Visually, the 4K and Blu-ray offer almost different experiences. The 4K cranks up the contrast, and veers from eye-straining darkness to harsh white sunlight, with a fondness for tear-inducing lens flares to rival J.J. Abrams. (If the movie makes you cry, it’s not just because it’s sad.) Smaller details stand out in the night and underwater depths, while the lights that try to pierce it can hurt.

There are surely metaphors in there somewhere above our pay grade. The Blu-ray merely lightens the entire image up and saturates the colors more, which lets you see more but in less sharp focus. And while so many scenes in the theater and on the Blu-ray look like obvious rear-screen projection, the 4K composites them better, making them seem more like backgrounds just out of focus.

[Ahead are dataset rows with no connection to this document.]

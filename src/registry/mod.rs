//! Registry domain subsystem.
//!
//! # Data Flow
//! ```text
//! http handlers
//!     → client.rs (RegistryClient facade)
//!         writes → chain::orchestrator → contract events → ModelId
//!         reads  → contract::binding → ModelRecord / ValidationRecord
//!     → id.rs (hex ↔ 32-byte identifier codec)
//!     → types.rs (domain records, RegistryError taxonomy)
//! ```

pub mod client;
pub mod id;
pub mod types;

pub use client::RegistryClient;
pub use id::ModelId;
pub use types::{
    ModelRecord, RecordedValidation, RegisteredModel, RegistryError, RegistryResult,
    ValidationRecord,
};
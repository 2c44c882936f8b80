//! Error-to-response mapping for the HTTP API.
//!
//! # Responsibilities
//! - Translate [`RegistryError`] variants into HTTP status codes
//! - Render a stable JSON error body (`error` kind + human message)
//! - Log server-side failures without leaking internals to clients
//!
//! # Design Decisions
//! - Validation failures map to 400, missing records to 404
//! - On-chain reverts map to 409: the request conflicted with contract state
//! - A confirmation timeout maps to 504 because the transaction may still
//!   land after the response is sent; clients must treat it as ambiguous
//! - RPC and event-decoding failures map to 502 (the upstream node misbehaved)

use axum::http::StatusCode;
use axum::response::{IntoResponse, Response};
use axum::Json;
use serde_json::json;

use crate::registry::RegistryError;

impl IntoResponse for RegistryError {
    fn into_response(self) -> Response {
        let status = match &self {
            RegistryError::ContractNotConfigured | RegistryError::GasPriceTooHigh { .. } => {
                StatusCode::SERVICE_UNAVAILABLE
            }
            RegistryError::InvalidIdentifier(_)
            | RegistryError::InvalidAddress(_)
            | RegistryError::InvalidCredential(_) => StatusCode::BAD_REQUEST,
            RegistryError::NotFound(_) => StatusCode::NOT_FOUND,
            RegistryError::Reverted(_) => StatusCode::CONFLICT,
            RegistryError::Timeout(_) => StatusCode::GATEWAY_TIMEOUT,
            RegistryError::EventNotEmitted(_) | RegistryError::Rpc(_) => StatusCode::BAD_GATEWAY,
            RegistryError::ChainMismatch { .. } | RegistryError::Unexpected(_) => {
                StatusCode::INTERNAL_SERVER_ERROR
            }
        };

        if status.is_server_error() {
            tracing::error!(
                kind = self.kind(),
                status = status.as_u16(),
                error = %self,
                "Request failed"
            );
        }

        let body = Json(json!({
            "error": self.kind(),
            "message": self.to_string(),
        }));

        (status, body).into_response()
    }
}
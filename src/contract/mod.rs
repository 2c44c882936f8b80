//! Contract binding subsystem.
//!
//! # Data Flow
//! ```text
//! abi.rs (compile-time sol! interface)
//!     → binding.rs
//!         reads: eth_call → typed ModelRecord / ValidationRecord
//!         writes: UnsignedCall descriptors → chain::orchestrator
//!     → events.rs (receipt logs → ModelId, or EventNotEmitted)
//! ```
//!
//! # Design Decisions
//! - The interface is fixed and declared once; no runtime ABI loading
//! - Reverts on keyed reads become NotFound; the contract signals
//!   "Model does not exist" by reverting, not by returning empties
//! - Event extraction is pure and independent of broadcasting

pub mod abi;
pub mod binding;
pub mod events;

pub use binding::{ModelRegistry, UnsignedCall};
//! Chain RPC client with timeout and error handling.
//!
//! # Responsibilities
//! - Connect to the JSON-RPC endpoint
//! - Query chain state (block number, gas price, nonces, receipts)
//! - Submit raw signed transactions
//! - Decode revert reasons out of failed `eth_call`s
//! - Handle timeouts and network errors gracefully
//! - Provide a connectivity probe for the status endpoint

use alloy::primitives::{Address, Bytes, TxHash};
use alloy::providers::{Provider, ProviderBuilder};
use alloy::rpc::types::{TransactionReceipt, TransactionRequest};
use alloy::sol_types::{Revert, SolError};
use alloy::transports::TransportError;
use std::sync::Arc;
use std::time::Duration;
use tokio::time::{interval, timeout};

use crate::config::ChainConfig;
use crate::observability::metrics;
use crate::registry::types::{RegistryError, RegistryResult};

/// Chain RPC client wrapper.
///
/// Every RPC is bounded by `rpc_timeout_secs`; the receipt wait in
/// [`ChainClient::await_receipt`] is additionally bounded by
/// `confirmation_timeout_secs`. Safe for concurrent use behind `Arc`.
#[derive(Clone)]
pub struct ChainClient {
    /// Underlying HTTP provider.
    provider: Arc<dyn Provider + Send + Sync>,
    /// Configuration.
    config: ChainConfig,
    /// Per-request timeout duration.
    timeout_duration: Duration,
}

impl ChainClient {
    /// Create a new chain client.
    ///
    /// Does not touch the network; chain verification happens separately
    /// so an unreachable node degrades the service instead of killing it.
    pub fn new(config: ChainConfig) -> RegistryResult<Self> {
        let url: url::Url = config.rpc_url.parse().map_err(|e| {
            RegistryError::Rpc(format!("Invalid RPC URL '{}': {}", config.rpc_url, e))
        })?;
        let provider =
            Arc::new(ProviderBuilder::new().connect_http(url)) as Arc<dyn Provider + Send + Sync>;

        let timeout_duration = Duration::from_secs(config.rpc_timeout_secs);
        Ok(Self {
            provider,
            config,
            timeout_duration,
        })
    }

    /// Verify the connected chain ID matches configuration.
    pub async fn verify_chain_id(&self) -> RegistryResult<()> {
        let actual = self.chain_id().await?;
        if actual != self.config.chain_id {
            return Err(RegistryError::ChainMismatch {
                expected: self.config.chain_id,
                actual,
            });
        }
        Ok(())
    }

    /// Get the chain ID from the RPC.
    pub async fn chain_id(&self) -> RegistryResult<u64> {
        match timeout(self.timeout_duration, self.provider.get_chain_id()).await {
            Ok(Ok(id)) => Ok(id),
            Ok(Err(e)) => Err(RegistryError::Rpc(format!("eth_chainId failed: {}", e))),
            Err(_) => Err(self.rpc_timeout("eth_chainId")),
        }
    }

    /// Get the latest block number.
    pub async fn block_number(&self) -> RegistryResult<u64> {
        match timeout(self.timeout_duration, self.provider.get_block_number()).await {
            Ok(Ok(n)) => Ok(n),
            Ok(Err(e)) => Err(RegistryError::Rpc(format!("eth_blockNumber failed: {}", e))),
            Err(_) => Err(self.rpc_timeout("eth_blockNumber")),
        }
    }

    /// Get the current gas price in wei.
    pub async fn gas_price(&self) -> RegistryResult<u128> {
        match timeout(self.timeout_duration, self.provider.get_gas_price()).await {
            Ok(Ok(price)) => Ok(price),
            Ok(Err(e)) => Err(RegistryError::Rpc(format!("eth_gasPrice failed: {}", e))),
            Err(_) => Err(self.rpc_timeout("eth_gasPrice")),
        }
    }

    /// Get the next nonce for an address, counting pending transactions.
    ///
    /// Inherently racy when several writes from the same account are in
    /// flight; the chain resolves the race and the loser reverts.
    pub async fn pending_nonce(&self, address: Address) -> RegistryResult<u64> {
        let fut = self.provider.get_transaction_count(address).pending();
        match timeout(self.timeout_duration, fut).await {
            Ok(Ok(nonce)) => Ok(nonce),
            Ok(Err(e)) => Err(RegistryError::Rpc(format!(
                "eth_getTransactionCount failed: {}",
                e
            ))),
            Err(_) => Err(self.rpc_timeout("eth_getTransactionCount")),
        }
    }

    /// Execute a read-only contract call.
    ///
    /// A revert is decoded into [`RegistryError::Reverted`] with the
    /// ABI-encoded reason when the node supplies one.
    pub async fn call(&self, tx: TransactionRequest) -> RegistryResult<Bytes> {
        match timeout(self.timeout_duration, self.provider.call(tx)).await {
            Ok(Ok(data)) => Ok(data),
            Ok(Err(e)) => Err(decode_call_error(e)),
            Err(_) => Err(self.rpc_timeout("eth_call")),
        }
    }

    /// Broadcast a raw signed transaction, returning its hash immediately.
    ///
    /// Does not wait for the transaction to be mined.
    pub async fn send_raw_transaction(&self, raw: &[u8]) -> RegistryResult<TxHash> {
        let fut = self.provider.send_raw_transaction(raw);
        match timeout(self.timeout_duration, fut).await {
            Ok(Ok(pending)) => Ok(*pending.tx_hash()),
            Ok(Err(e)) => Err(decode_call_error(e)),
            Err(_) => Err(self.rpc_timeout("eth_sendRawTransaction")),
        }
    }

    /// Get a transaction receipt by hash, `None` while still pending.
    pub async fn get_receipt(&self, tx_hash: TxHash) -> RegistryResult<Option<TransactionReceipt>> {
        let fut = self.provider.get_transaction_receipt(tx_hash);
        match timeout(self.timeout_duration, fut).await {
            Ok(Ok(receipt)) => Ok(receipt),
            Ok(Err(e)) => Err(RegistryError::Rpc(format!(
                "eth_getTransactionReceipt failed: {}",
                e
            ))),
            Err(_) => Err(self.rpc_timeout("eth_getTransactionReceipt")),
        }
    }

    /// Block until a receipt for `tx_hash` is available.
    ///
    /// Polls every `confirmation_poll_ms`, bounded by
    /// `confirmation_timeout_secs`. A receipt with failure status maps to
    /// `Reverted`; mined receipts carry no revert reason, so the message
    /// is generic. Expiry maps to `Timeout`, leaving the outcome
    /// ambiguous for the caller to resolve.
    pub async fn await_receipt(&self, tx_hash: TxHash) -> RegistryResult<TransactionReceipt> {
        let wait = Duration::from_secs(self.config.confirmation_timeout_secs);
        let poll = Duration::from_millis(self.config.confirmation_poll_ms);

        let result = timeout(wait, async {
            let mut ticker = interval(poll);
            loop {
                ticker.tick().await;

                let receipt = match self.get_receipt(tx_hash).await? {
                    Some(r) => r,
                    None => {
                        tracing::debug!(tx_hash = %tx_hash, "Transaction pending");
                        continue;
                    }
                };

                if !receipt.status() {
                    return Err(RegistryError::Reverted(
                        "transaction failed on-chain (status 0)".to_string(),
                    ));
                }
                return Ok(receipt);
            }
        })
        .await;

        match result {
            Ok(inner) => inner,
            Err(_) => Err(RegistryError::Timeout(self.config.confirmation_timeout_secs)),
        }
    }

    /// Check whether the chain endpoint is reachable.
    ///
    /// Returns true if we can query the block number. Never errors.
    pub async fn is_connected(&self) -> bool {
        let connected = self.block_number().await.is_ok();
        metrics::record_chain_connectivity(connected);
        connected
    }

    /// Get the configuration.
    pub fn config(&self) -> &ChainConfig {
        &self.config
    }

    fn rpc_timeout(&self, method: &str) -> RegistryError {
        RegistryError::Rpc(format!(
            "{} timed out after {} seconds",
            method, self.config.rpc_timeout_secs
        ))
    }
}

/// Map a transport error from `eth_call`/`eth_sendRawTransaction`,
/// extracting an ABI-encoded revert reason when present.
fn decode_call_error(err: TransportError) -> RegistryError {
    if let Some(payload) = err.as_error_resp() {
        if let Some(data) = payload.as_revert_data() {
            if let Ok(revert) = Revert::abi_decode(&data) {
                return RegistryError::Reverted(revert.reason);
            }
        }
        if payload.message.contains("execution reverted") {
            return RegistryError::Reverted(payload.message.to_string());
        }
    }
    RegistryError::Rpc(err.to_string())
}

impl std::fmt::Debug for ChainClient {
    fn fmt(&self, f: &mut std::fmt::Formatter<'_>) -> std::fmt::Result {
        f.debug_struct("ChainClient")
            .field("rpc_url", &self.config.rpc_url)
            .field("chain_id", &self.config.chain_id)
            .field("timeout_secs", &self.config.rpc_timeout_secs)
            .finish()
    }
}
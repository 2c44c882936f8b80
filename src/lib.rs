//! On-chain ML model registry service library.

pub mod chain;
pub mod config;
pub mod contract;
pub mod http;
pub mod lifecycle;
pub mod observability;
pub mod registry;

pub use config::RegistryConfig;
pub use http::HttpServer;
pub use lifecycle::Shutdown;
pub use registry::RegistryClient;
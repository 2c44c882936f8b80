//! Registry domain types and error definitions.

use alloy::primitives::{Address, TxHash};
use thiserror::Error;

use crate::registry::id::ModelId;

/// A model as recorded on-chain.
#[derive(Debug, Clone, PartialEq, Eq)]
pub struct ModelRecord {
    /// Content-derived identifier assigned by the contract.
    pub id: ModelId,
    /// Human-readable model name.
    pub name: String,
    /// Version string; `(name, version)` determines the identifier.
    pub version: String,
    /// URI pointing at model artifacts/metadata (e.g. ipfs://...).
    pub metadata_uri: String,
    /// Account that registered the model.
    pub owner: Address,
    /// Block timestamp of the registration.
    pub registered_at: u64,
    /// Governance flag maintained by the contract; read-only here.
    pub is_active: bool,
}

/// One validation appended to a model's history.
#[derive(Debug, Clone, PartialEq, Eq)]
pub struct ValidationRecord {
    /// Account that recorded the validation.
    pub validator: Address,
    /// Block timestamp of the validation.
    pub recorded_at: u64,
    /// Verdict.
    pub is_valid: bool,
    /// Free-form validator comments.
    pub comments: String,
}

/// Result of a successful registration write.
#[derive(Debug, Clone)]
pub struct RegisteredModel {
    /// The record read back from the contract after confirmation.
    pub record: ModelRecord,
    /// Hash of the confirmed registration transaction.
    pub tx_hash: TxHash,
    /// Block the transaction was mined in.
    pub block_number: u64,
}

/// Result of a successful validation write.
#[derive(Debug, Clone)]
pub struct RecordedValidation {
    /// Model the validation was appended to.
    pub model_id: ModelId,
    /// Hash of the confirmed validation transaction.
    pub tx_hash: TxHash,
    /// Block the transaction was mined in.
    pub block_number: u64,
}

/// Errors that can occur during registry operations.
#[derive(Debug, Error)]
pub enum RegistryError {
    /// No contract address configured; write and read paths are disabled.
    #[error("Contract not configured: set REGISTRY_CONTRACT_ADDRESS or contract.address")]
    ContractNotConfigured,

    /// Caller supplied a malformed model identifier.
    #[error("Invalid model identifier: {0}")]
    InvalidIdentifier(String),

    /// Caller supplied a malformed account address.
    #[error("Invalid address: {0}")]
    InvalidAddress(String),

    /// Caller supplied an unusable signing credential.
    #[error("Invalid signing credential: {0}")]
    InvalidCredential(String),

    /// Read miss: the contract has no record under the given key.
    #[error("Not found: {0}")]
    NotFound(String),

    /// Transaction was rejected on-chain.
    #[error("Transaction reverted: {0}")]
    Reverted(String),

    /// Confirmation was not observed within the configured bound.
    /// The outcome is ambiguous; the transaction may still be mined.
    #[error("Transaction not confirmed after {0} seconds")]
    Timeout(u64),

    /// The transaction succeeded but its defining event was missing,
    /// so the resulting identifier could not be extracted.
    #[error("Transaction confirmed but {0} event was not emitted")]
    EventNotEmitted(&'static str),

    /// Gas price exceeded maximum allowed.
    #[error("Gas price {current_gwei} gwei exceeds maximum {max_gwei} gwei")]
    GasPriceTooHigh { current_gwei: u64, max_gwei: u64 },

    /// Chain configuration mismatch.
    #[error("Chain ID mismatch: expected {expected}, got {actual}")]
    ChainMismatch { expected: u64, actual: u64 },

    /// RPC connection or request failed.
    #[error("RPC error: {0}")]
    Rpc(String),

    /// Anything that does not fit the taxonomy above.
    #[error("Unexpected error: {0}")]
    Unexpected(String),
}

impl RegistryError {
    /// Stable machine-readable kind, used in error bodies and metrics labels.
    pub fn kind(&self) -> &'static str {
        match self {
            Self::ContractNotConfigured => "contract_not_configured",
            Self::InvalidIdentifier(_) => "invalid_identifier",
            Self::InvalidAddress(_) => "invalid_address",
            Self::InvalidCredential(_) => "invalid_credential",
            Self::NotFound(_) => "not_found",
            Self::Reverted(_) => "transaction_reverted",
            Self::Timeout(_) => "transaction_timeout",
            Self::EventNotEmitted(_) => "event_not_emitted",
            Self::GasPriceTooHigh { .. } => "gas_price_too_high",
            Self::ChainMismatch { .. } => "chain_mismatch",
            Self::Rpc(_) => "rpc_error",
            Self::Unexpected(_) => "unexpected",
        }
    }
}

/// Result type for registry operations.
pub type RegistryResult<T> = Result<T, RegistryError>;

There is a commentary track, on the Blu-ray disc only, featuring writer-director Ryan Coogler, writer Joe Robert Cole, and cinematographer Autumn Durald Arkapaw. Somebody has clearly informed Coogler that on the first film’s commentary, he used the phrase “Ya know what I’m sayin’” approximately once every two minutes. Coogler mostly refrains this time, although he falls back into using it towards the end. With Arkapaw there, they talk about where and how they shot most of the scenes, and which of Cole’s lines got cut. The track was recorded after the film’s release, so they also refer frequently to crowd response to various moments.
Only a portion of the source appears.